The emphasis here is on easiness to create. They only require text processing, not parsing, but should be more meaningful than LOC. The three metrics are probably not directly comparable with each other, but a metric values for different schemas of the same type of schema can be compared. (They are probably better thought of as metrics for the complexity of the schema as much as the complexity of the language defined by the schema.)
RoughDTD: Do not count inside comments “<!--
” to “-->
“. Count every occurrence of regex “<!.[^INO]
” to get a count of the ELEMENT and ATTLIST declarations. Add a count of every occurrence
of “|
” and “,
” as well. Aggregate the resulting number for every DTD file, ignoring files that
only contain ENTITY declarations.
Justification: complexity is the number of declarations for elements and attributes, with the number of choice points in the content models.
Limitation: items in IGNORE marked sections may be counted.
RoughXSD: Do not count between “<.*:annotation
” to “</.*:annotation
“. Do not count inside comments “<!--
” to "-->
“. Count every occurrence of regex “<[^!/]
” to get a count of the elements.

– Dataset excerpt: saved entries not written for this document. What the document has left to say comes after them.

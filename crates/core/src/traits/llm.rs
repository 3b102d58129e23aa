//! External inference service traits.

use async_trait::async_trait;
use serde::{Deserialize, Serialize};
use crate::error::Result;
use crate::types::UploadedMedia;

/// Client for the external multimodal inference service.
#[async_trait]
pub trait InferenceClient: Send + Sync {
    /// Generate text from a prompt plus one inline binary attachment.
    async fn generate_with_media(&self, prompt: &str, media: &UploadedMedia) -> Result<Generation>;

    /// Generate text from a prompt alone.
    async fn generate(&self, prompt: &str) -> Result<Generation>;
}

/// Text produced by one inference call.
#[derive(Debug, Clone, Default, PartialEq, Eq, Serialize, Deserialize)]
pub struct Generation {
    /// Generated text.
    pub text: String,
    /// Token usage, when the service reports it.
    pub usage: Option<UsageMetadata>,
}

impl Generation {
    pub fn text(text: impl Into<String>) -> Self {
        Self {
            text: text.into(),
            usage: None,
        }
    }

    pub fn with_total_tokens(mut self, total: u64) -> Self {
        self.usage = Some(UsageMetadata {
            total_token_count: Some(total),
            ..Default::default()
        });
        self
    }

    /// Total processed-token count, if reported.
    pub fn total_tokens(&self) -> Option<u64> {
        self.usage.as_ref().and_then(|u| u.total_token_count)
    }
}

/// Token usage reported by the service.
#[derive(Debug, Clone, Default, PartialEq, Eq, Serialize, Deserialize)]
pub struct UsageMetadata {
    pub prompt_token_count: Option<u64>,
    pub candidates_token_count: Option<u64>,
    pub total_token_count: Option<u64>,
}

Aggregate the resulting numbers from processing
every XSD file. (Adjust “.*:
” if no prefix is used in schema.)
Justification: apart from annotations, each element in XSD represent a single kind of complexity, even if this complexity is one that tightens up what a broader type allows.
Limitation: this does not count XPath or regex complexity.
RoughSchematron: Do not count between “<.*:p[>\s]
” to “</.*:p[>\s]
“. Do not count inside comments “<!--
” to "-->
“. Count every occurrence of regex “<[^!/]
” to get a count of the elements. Add a count of every occurrence of “/
“, “ |
“, “ [
” and “,
” (if processing as text, this is anywhere in the file, if as SAX then only in attribute
values). Aggregate the resulting numbers from processing every Schematron file.
(Adjust “.*:
” if other no prefix is being used in schema.)
Justification: Most of the complexity of a Schematron schema is in the XPaths, therefore we need to count the contexts and so on in the XPaths.
Limitation: no count for use of functions and the XQuery-ish parts of XPath2.